During the 1998 field season the Nebraska State Historical Society Archeology Division was involved in emergency salvage excavations at site 25SY116 in Sarpy County. The site, located on a high bank of Papillion Creek, about two miles east of the town of Papillion, was discovered during grading activities associated with a housing development project. The uncovering of what appeared to be human bone by the equipment oprators caused the contractor to notify the Society and an inspection followed. The skeletal remains, Woodland in age, were determined to be from burials destroyed by farming operations and erosion. Because of their disturbed and very fragmentary nature, in situ preservation was not a reasonable option. Therefore, the surviving material was collected for eventual reburial by the appropriate Native American group.
During the initial visit, evidence of a more recent, possibly protohistoric, component was also discovered, and later motoring of the earthmoving operations resulted in the discovery of a large number of pits associated with that occupation. Various levels of salvage were employed, depending upon the time and resources available and the condition of the feature when discxovered. Whenever feasible, feature fill was bagged and returned to the laboratory for flotation and water screening. In all, over 100 pits received some level of investigation. No definite evidence of structures associated with this occupation was found. A few scattered post molds discovered may relate to either this period or to a more recent farmstead that once occupied part of the site. It appears likely that the structural evidence may have been concentrated near the surface and was removed either by cultivation or the initial grading by the contractor that took place prior to the arrival of the archeologists. The type of material recovered and the site location strongly suggest an Oto occupation of the site sometime during the first half of the 18th century.
The most common artifact types found during the excavations were raw materials for ground stone and chipped stone tools, suggesting that sources for both of these are nearby. Finished ground and chipped stone tools were also present in limited numbers. Pottery was quite abundant.
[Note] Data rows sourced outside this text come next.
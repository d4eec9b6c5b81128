use softraster::rasterizer::{draw_colored_triangle, draw_triangle, Color, Framebuffer, Vec2};
use softraster::scene::{export_png, load_scene_from_str, Scene};

const QUAD: &str = include_str!("../assets/scenes/quad.ron");

const YELLOW: Color = Color::YELLOW;
const SKY: Color = Color::new(0, 128, 255);
const BACKDROP: Color = Color::new(30, 30, 40);

fn quad_scene() -> Scene {
    load_scene_from_str(QUAD).unwrap()
}

#[test]
fn quad_scene_parses() {
    let scene = quad_scene();
    assert_eq!((scene.width, scene.height, scene.scale), (64, 48, 8));
    assert_eq!(scene.clear, BACKDROP);
    assert_eq!(scene.triangles.len(), 3);
}

#[test]
fn shared_diagonal_is_drawn_by_both_halves() {
    let fb = quad_scene().render().unwrap();

    assert_eq!(fb.pixel(8, 8), Some(YELLOW));
    assert_eq!(fb.pixel(39, 39), Some(SKY));
    // Centers on the diagonal satisfy both edge tests; the later triangle wins
    assert_eq!(fb.pixel(20, 27), Some(SKY));
    assert_eq!(fb.pixel(20, 26), Some(YELLOW));

    assert_eq!(fb.pixel(7, 7), Some(BACKDROP));
    assert_eq!(fb.pixel(40, 20), Some(BACKDROP));

    let square = (8..40)
        .flat_map(|y| (8..40).map(move |x| (x, y)))
        .filter(|&(x, y)| fb.pixel(x, y) == Some(BACKDROP))
        .count();
    assert_eq!(square, 0, "the two halves leave no gap");
}

#[test]
fn gouraud_vertex_on_pixel_center_keeps_its_color() {
    let fb = quad_scene().render().unwrap();
    assert_eq!(fb.pixel(48, 4), Some(Color::RED));
    assert_eq!(fb.pixel(60, 44), Some(Color::GREEN));
    assert_eq!(fb.pixel(44, 44), Some(Color::BLUE));
}

#[test]
fn data_is_row_major_rgba() {
    let mut fb = Framebuffer::new(3, 2).unwrap();
    fb.clear(Color::BLACK);
    draw_triangle(
        &mut fb,
        Vec2::new(2.5, 1.5),
        Vec2::new(2.5, 1.5),
        Vec2::new(2.5, 1.5),
        Color::WHITE,
    );
    fb.set_pixel(2, 1, Color::with_alpha(1, 2, 3, 4));
    let data = fb.data();
    assert_eq!(data.len(), 3 * 2 * 4);
    assert_eq!(&data[20..24], &[1, 2, 3, 4]);
    assert!(data[..20].chunks_exact(4).all(|px| px == [0, 0, 0, 255]));
}

#[test]
fn frame_reuse_overwrites_previous_contents() {
    let mut fb = Framebuffer::new(8, 8).unwrap();
    for frame in 0..3u8 {
        fb.clear(Color::new(frame, frame, frame));
        draw_colored_triangle(
            &mut fb,
            Vec2::new(0.5, 0.5),
            Vec2::new(7.5, 0.5),
            Vec2::new(0.5, 7.5),
            Color::RED,
            Color::GREEN,
            Color::BLUE,
        );
        assert_eq!(fb.pixel(7, 7), Some(Color::new(frame, frame, frame)));
        assert_eq!(fb.pixel(0, 0), Some(Color::RED));
    }
}

#[test]
fn export_writes_png() {
    let path = std::env::temp_dir().join("softraster_quad_export.png");
    export_png(&quad_scene(), &path).unwrap();
    let img = image::open(&path).unwrap().to_rgba8();
    assert_eq!(img.dimensions(), (64, 48));
    assert_eq!(img.get_pixel(8, 8).0, YELLOW.to_bytes());
    let _ = std::fs::remove_file(&path);
}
Simple stamping as a surface treatment is common and many of the rims are very similar to those found on protohistoric Pawnee Lower Loup sites; however, tempering is often of shell rather than grit or sand, suggesting a blending of two pottery traditions. Euroamerican trade goods were fairly plentiful, generally of the type expected on quite early sites. Included are: glass beads, small brass beads, brass tinkling cones, brass tubes, a brass bell, unidentified brass fragments, an iron hatchet blade, iron knife blades, an iron ball (grape or cannister shot), an iron awl, and unidentified iron fragments. A few sherds of a quite highly fired wheel-turned coarse earthenware were also found. The source has not yet been determined. One incomplete gun part was recovered (identified by T.M. Hamilton, early firearms expert, as from a french Type D trade gun - introduced about 1730). No gun flints have thus far been identified. Floral and faunal remains were also present in the pits, in varying amounts. Included among the worked bone items was a quite rare example of a flesher fashioned from a bear femur. Red pipestone, not yet identified as to source, but probably obtained through trade from Minnesota, was quite abundant at the site, usually consisting of pieces showing evidence of having been worked with metal tools. Several hundred bags of pit fill remain to be processed and should yield much additional artifactual and ecofactual material. The information obtained from the investigation of this site will be the focus of an ongoing research project during the upcoming two to three years.
The NSHS staff was assisted in the fieldwork by several volunteers, including employees of the Fontenelle Forest nature Center, as well as three members of the Pawnee Tribe of Oklahoma who spent a week, both in the field and in the laboratory, as a result of grants administered jointly by the NSHS, the Nebraska Department of Roads, and the Pawnee Tribe.